Ginsenoside Rg_3 based liposomes target delivery of dihydroartemisinin and paclitaxel for treatment of triple-negative breast cancer.
10.19540/j.cnki.cjcmm.20230410.301
- Author:
Hua LIU
1
;
Yi LIU
2
;
Na LI
2
;
Guo-Qin ZHANG
1
;
Meng WANG
1
Author Information
1. State Key Laboratory of Component-based Chinese Medicine, Research Institute of Traditional Chinese Medicine, Tianjin University of Traditional Chinese Medicine Tianjin 301617, China.
2. School of Traditional Chinese Medicine, Tianjin University of Traditional Chinese Medicine Tianjin 301617, China.
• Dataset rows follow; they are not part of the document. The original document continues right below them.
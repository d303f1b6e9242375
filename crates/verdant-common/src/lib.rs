//! # Verdant Common
//!
//! Common types shared across Verdant crates:
//! - Coordinate types (chunk, world tile, local tile)
//! - Tile, layer, biome and resource enumerations
//! - Common error types

#![warn(missing_docs)]
#![warn(clippy::all)]
#![deny(clippy::unwrap_used)]

pub mod coords;
pub mod error;
pub mod tile;

/// Prelude module for convenient imports
pub mod prelude {
    pub use crate::coords::*;
    pub use crate::error::*;
    pub use crate::tile::*;
}

pub use prelude::*;
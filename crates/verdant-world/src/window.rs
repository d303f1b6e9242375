//! The active window: a square of chunks around the observer and the
//! presentation buffer that holds their tiles.
//!
//! World chunk coordinates map onto the buffer affinely:
//!
//! ```text
//! buffer_offset(C) = ((C.x - O.x) * W, (C.y - O.y) * H)
//! ```
//!
//! where `O` is the window origin (top-left chunk) and `W`×`H` the chunk size.

use verdant_common::{ChunkCoord, ChunkDims, Layer, TileCoord, TileId};

use crate::chunk::{ChunkData, TileGrid};

/// Square window of `2R+1` chunks per side.
#[derive(Debug, Clone, Copy, PartialEq, Eq)]
pub struct ActiveWindow {
    /// Top-left chunk
    origin: ChunkCoord,
    /// Chunk radius R
    radius: u32,
    /// Chunk size in tiles
    dims: ChunkDims,
    /// Tile size in pixels
    tile_size: u32,
}

impl ActiveWindow {
    /// Creates a window centred on `observer`.
    #[must_use]
    pub const fn centered_on(
        observer: ChunkCoord,
        radius: u32,
        dims: ChunkDims,
        tile_size: u32,
    ) -> Self {
        Self {
            origin: Self::origin_for(observer, radius),
            radius,
            dims,
            tile_size,
        }
    }

    /// Origin of a window of radius `radius` centred on `observer`.
    #[must_use]
    pub const fn origin_for(observer: ChunkCoord, radius: u32) -> ChunkCoord {
        let r = radius as i32;
        observer.offset(-r, -r)
    }

    /// Returns the window origin (top-left chunk).
    #[must_use]
    pub const fn origin(&self) -> ChunkCoord {
        self.origin
    }

    /// Returns the chunk radius.
    #[must_use]
    pub const fn radius(&self) -> u32 {
        self.radius
    }

    /// Returns the chunk dimensions.
    #[must_use]
    pub const fn dims(&self) -> ChunkDims {
        self.dims
    }

    /// Returns the tile size in pixels.
    #[must_use]
    pub const fn tile_size(&self) -> u32 {
        self.tile_size
    }

    /// Window side length in chunks.
    #[must_use]
    pub const fn side(&self) -> u32 {
        2 * self.radius + 1
    }

    /// Buffer width in tiles.
    #[must_use]
    pub const fn buffer_width(&self) -> u32 {
        self.side() * self.dims.width
    }

    /// Buffer height in tiles.
    #[must_use]
    pub const fn buffer_height(&self) -> u32 {
        self.side() * self.dims.height
    }

    /// Centre chunk of the window.
    #[must_use]
    pub const fn center(&self) -> ChunkCoord {
        let r = self.radius as i32;
        self.origin.offset(r, r)
    }

    /// Moves the origin so the window is centred on `observer`.
    pub fn recenter(&mut self, observer: ChunkCoord) {
        self.origin = Self::origin_for(observer, self.radius);
    }

    /// Returns true if `coord` lies inside the window.
    #[must_use]
    pub fn contains(&self, coord: ChunkCoord) -> bool {
        self.relative(coord).is_some()
    }

    /// Buffer tile offset of the chunk's top-left tile, if it is inside the window.
    #[must_use]
    pub fn buffer_offset(&self, coord: ChunkCoord) -> Option<(u32, u32)> {
        self.relative(coord)
            .map(|(rx, ry)| (rx * self.dims.width, ry * self.dims.height))
    }

    /// Buffer cell holding a world tile, if its chunk is inside the window.
    #[must_use]
    pub fn world_tile_to_buffer(&self, tile: TileCoord) -> Option<(u32, u32)> {
        let start = self.origin.to_tile_coord(self.dims);
        let bx = tile.x - start.x;
        let by = tile.y - start.y;
        let in_x = (0..i64::from(self.buffer_width())).contains(&bx);
        let in_y = (0..i64::from(self.buffer_height())).contains(&by);
        (in_x && in_y).then_some((bx as u32, by as u32))
    }

    /// World pixel position of the buffer's top-left corner.
    #[must_use]
    pub fn origin_pixels(&self) -> (i64, i64) {
        let start = self.origin.to_tile_coord(self.dims);
        let size = i64::from(self.tile_size);
        (start.x * size, start.y * size)
    }

    /// Every chunk within Chebyshev distance R of the window centre, centre
    /// first then ring by ring.
    #[must_use]
    pub fn required(&self) -> Vec<ChunkCoord> {
        spiral(self.center(), self.radius)
    }

    fn relative(&self, coord: ChunkCoord) -> Option<(u32, u32)> {
        let dx = i64::from(coord.x) - i64::from(self.origin.x);
        let dy = i64::from(coord.y) - i64::from(self.origin.y);
        let side = i64::from(self.side());
        ((0..side).contains(&dx) && (0..side).contains(&dy)).then_some((dx as u32, dy as u32))
    }
}

/// Chunks of a Chebyshev disk in spiral order from the centre outward.
#[must_use]
pub fn spiral(center: ChunkCoord, radius: u32) -> Vec<ChunkCoord> {
    let side = 2 * radius as usize + 1;
    let mut result = Vec::with_capacity(side * side);
    result.push(center);

    for ring in 1..=radius as i32 {
        // Top edge (left to right, excluding right corner)
        for x in -ring..ring {
            result.push(center.offset(x, -ring));
        }
        // Right edge (top to bottom, excluding bottom corner)
        for y in -ring..ring {
            result.push(center.offset(ring, y));
        }
        // Bottom edge (right to left, excluding left corner)
        for x in (-ring + 1..=ring).rev() {
            result.push(center.offset(x, ring));
        }
        // Left edge (bottom to top, excluding top corner)
        for y in (-ring + 1..=ring).rev() {
            result.push(center.offset(-ring, y));
        }
    }

    result
}

/// One presentation grid per layer, sized to the whole window.
#[derive(Debug, Clone, PartialEq, Eq)]
pub struct WindowBuffer {
    layers: [TileGrid; 3],
}

impl WindowBuffer {
    /// Creates an all-`Air` buffer covering `window`.
    #[must_use]
    pub fn new(window: &ActiveWindow) -> Self {
        let (width, height) = (window.buffer_width(), window.buffer_height());
        Self {
            layers: [
                TileGrid::new(width, height),
                TileGrid::new(width, height),
                TileGrid::new(width, height),
            ],
        }
    }

    /// Returns one layer.
    #[must_use]
    pub fn layer(&self, layer: Layer) -> &TileGrid {
        &self.layers[layer.index()]
    }

    /// Returns one layer mutably.
    pub fn layer_mut(&mut self, layer: Layer) -> &mut TileGrid {
        &mut self.layers[layer.index()]
    }

    /// Copies all three layers of a chunk with their top-left at (`x`, `y`).
    pub fn blit_chunk(&mut self, chunk: &ChunkData, x: u32, y: u32) {
        for layer in Layer::ALL {
            self.layer_mut(layer).blit(chunk.layer(layer), x, y);
        }
    }

    /// Sets a rectangle to `Air` in every layer.
    pub fn clear_rect(&mut self, x: u32, y: u32, width: u32, height: u32) {
        for grid in &mut self.layers {
            grid.fill_rect(x, y, width, height, TileId::Air);
        }
    }

    /// Sets every cell of every layer to `Air`.
    pub fn clear(&mut self) {
        for grid in &mut self.layers {
            grid.fill(TileId::Air);
        }
    }

    /// Moves every layer by (`dx`, `dy`) tiles, exposing `Air`.
    pub fn translate(&mut self, dx: i64, dy: i64) {
        for grid in &mut self.layers {
            grid.translate(dx, dy);
        }
    }
}
// SPDX-FileCopyrightText: 2026 Ragline Contributors
// SPDX-License-Identifier: MIT OR Apache-2.0

//! Streaming completion pipeline for the Ragline chat client.
//!
//! Consumes the RAG service's server-sent event stream of cumulative
//! answer snapshots and reference payloads, and exposes it as a
//! cancellable channel of [`StreamUpdate`]s.

pub mod assembler;
pub mod client;
pub mod sse;

pub use assembler::{CompletionStream, Completions, StreamUpdate};
pub use client::{CompletionClient, CompletionRequest, OutboundMessage};
pub use sse::{AnswerFrame, CompletionFrame};
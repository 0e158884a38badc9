// SPDX-FileCopyrightText: 2026 Ragline Contributors
// SPDX-License-Identifier: MIT OR Apache-2.0

//! Text normalization applied to assistant answers before rendering.
//!
//! Three rewrites, in fixed order: legacy citation-token migration,
//! reasoning-section stripping, and math-delimiter conversion. All of them
//! are pure string functions operating on raw text rather than a parsed
//! document tree; the function boundary here is what a future tree-aware
//! rewriter would replace.

use std::sync::LazyLock;

use regex::Regex;

/// Legacy citation token: `##3$$`.
static LEGACY_CITATION: LazyLock<Regex> =
    LazyLock::new(|| Regex::new(r"##(\d+)\$\$").unwrap());

/// A paired reasoning section, non-greedy, spanning newlines.
static THINK_BLOCK: LazyLock<Regex> =
    LazyLock::new(|| Regex::new(r"(?s)<think>.*?</think>").unwrap());

/// A closing marker left dangling after nested sections are removed.
static THINK_CLOSE: LazyLock<Regex> = LazyLock::new(|| Regex::new(r"</think>").unwrap());

/// Display math delimited as `\[ ... \]`.
static DISPLAY_MATH: LazyLock<Regex> =
    LazyLock::new(|| Regex::new(r"(?s)\\\[(.*?)\\\]").unwrap());

/// Inline math delimited as `\( ... \)`.
static INLINE_MATH: LazyLock<Regex> =
    LazyLock::new(|| Regex::new(r"(?s)\\\((.*?)\\\)").unwrap());

/// Regions the math rewrite must not touch: fenced code blocks, inline
/// code spans, and already-dollar-delimited math.
static PROTECTED_REGION: LazyLock<Regex> = LazyLock::new(|| {
    Regex::new(r"(?s)```.*?```|`[^`\n]*`|\$\$.*?\$\$|\$[^$\n]+\$").unwrap()
});

/// Applies the full normalization pipeline to a raw assistant answer.
///
/// Order matters: legacy tokens are migrated first so both syntaxes resolve
/// identically downstream, reasoning sections are stripped next, and the
/// math rewrite runs last so it sees the text the renderer will see.
pub fn normalize_answer(text: &str) -> String {
    let migrated = migrate_legacy_citations(text);
    let stripped = strip_reasoning(&migrated);
    rewrite_math_delimiters(&stripped)
}

/// Rewrites legacy `##<digits>$$` citation tokens to canonical `[ID:<digits>]`.
///
/// Backward compatibility only; both shapes resolve to the same chunk after
/// migration.
pub fn migrate_legacy_citations(text: &str) -> String {
    LEGACY_CITATION.replace_all(text, "[ID:$1]").into_owned()
}

/// Removes `<think>...</think>` reasoning sections from an answer.
///
/// Removal repeats until a fixed point so nested or repeated sections are
/// fully eliminated; a single non-recursive pass leaves fragments behind
/// when markers nest. Closing markers left dangling by nesting are dropped
/// at the end. Idempotent: applying it twice yields the same result as once.
pub fn strip_reasoning(text: &str) -> String {
    let mut result = text.to_string();
    loop {
        let next = THINK_BLOCK.replace_all(&result, "").into_owned();
        if next == result {
            break;
        }
        result = next;
    }
    THINK_CLOSE.replace_all(&result, "").trim().to_string()
}

/// Converts `\[...\]` to `$$...$$` and `\(...\)` to `$...$` for the math
/// rendering backend.
///
/// Fenced code, inline code spans, and already-delimited math are masked
/// out before the rewrite and restored afterwards, so delimiters inside
/// those regions survive untouched.
pub fn rewrite_math_delimiters(text: &str) -> String {
    let (masked, regions) = mask_protected_regions(text);

    // `$$` is an escaped literal dollar in the replacement syntax.
    let display = DISPLAY_MATH.replace_all(&masked, "$$$$${1}$$$$");
    let inline = INLINE_MATH.replace_all(&display, "$$${1}$$");

    restore_protected_regions(&inline, &regions)
}

// Placeholders use private-use codepoints that cannot occur in the
// protected regions' surrounding rewrites.
const MASK_OPEN: char = '\u{E000}';
const MASK_CLOSE: char = '\u{E001}';

fn mask_protected_regions(text: &str) -> (String, Vec<String>) {
    let mut regions = Vec::new();
    let masked = PROTECTED_REGION
        .replace_all(text, |caps: &regex::Captures<'_>| {
            let placeholder = format!("{MASK_OPEN}{}{MASK_CLOSE}", regions.len());
            regions.push(caps[0].to_string());
            placeholder
        })
        .into_owned();
    (masked, regions)
}

fn restore_protected_regions(text: &str, regions: &[String]) -> String {
    let mut result = text.to_string();
    for (idx, region) in regions.iter().enumerate() {
        let placeholder = format!("{MASK_OPEN}{idx}{MASK_CLOSE}");
        result = result.replace(&placeholder, region);
    }
    result
}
- Publication Type:Journal Article
- Keywords:
active targeting;
dihydroartemisinin;
ginsenoside Rg_3;
liposome;
lysosome escape;
paclitaxel;
triple-negative breast cancer
- MeSH:
Humans;
Paclitaxel/pharmacology*;
Liposomes/chemistry*;
Ginsenosides/therapeutic use*;
Triple Negative Breast Neoplasms/drug therapy*;
Cardiotoxicity/drug therapy*;
Cell Line, Tumor
- From:
China Journal of Chinese Materia Medica
2023;48(13):3472-3484
- CountryChina
- Language:Chinese
-
Abstract:
Ginsenoside Rg_3, an active component of traditional Chinese medicine(TCM), was used as the substitute for cholesterol as the membrane material to prepare the ginsenoside Rg_3-based liposomes loaded with dihydroartemisinin and paclitaxel. The effect of the prepared drug-loading liposomes on triple-negative breast cancer in vitro was evaluated. Liposomes were prepared with the thin film hydration method, and the preparation process was optimized by single factor experiments. The physicochemical properties(e.g., particle size, Zeta potential, and stability) of the liposomes were characterized. The release behaviors of drugs in different media(pH 5.0 and pH 7.4) were evaluated. The antitumor activities of the liposomes were determined by CCK-8 on MDA-MB-231 and 4T1 cells. The cell scratch test was carried out to evaluate the effect of the liposomes on the migration of MDA-MB-231 and 4T1 cells. Further, the targeting ability of liposomes and the mechanism of lysosome escape were investigated. Finally, H9c2 cells were used to evaluate the potential cardiotoxicity of the preparation. The liposomes prepared were spheroid, with uniform particle size distribution, the ave-rage particle size of(107.81±0.01) nm, and the Zeta potential of(2.78±0.66) mV. The encapsulation efficiency of dihydroartemisinin and paclitaxel was 57.76%±1.38% and 99.66%±0.07%, respectively, and the total drug loading was 4.46%±0.71%. The accumulated release of dihydroartemisinin and paclitaxel from the liposomes at pH 5.0 was better than that at pH 7.4, and the liposomes could be stored at low temperature for seven days with good stability. Twenty-four hours after administration, the inhibition rates of the ginsenoside Rg_3-based liposomes loaded with dihydroartemisinin(70 μmol·L~(-1)) and paclitaxel on MDA-MB-231 and 4T1 cells were higher than those of the positive control(adriamycin) and free drugs(P<0.01). Compared with free drugs, liposomes inhibited the migration of MDA-MB-231 and 4T1 cells(P<0.05). Liposomes demonstrated active targeting and lysosome escape. In particular, liposomes showed lower toxicity to H9c2 cells than free drugs(P<0.05), which indicated that the preparation had the potential to reduce cardiotoxicity. The findings prove that ginsenoside Rg_3 characterized by the combination of drug and excipient is an ideal substitute for lipids in liposomes and promoted the development of innovative TCM drugs for treating cancer.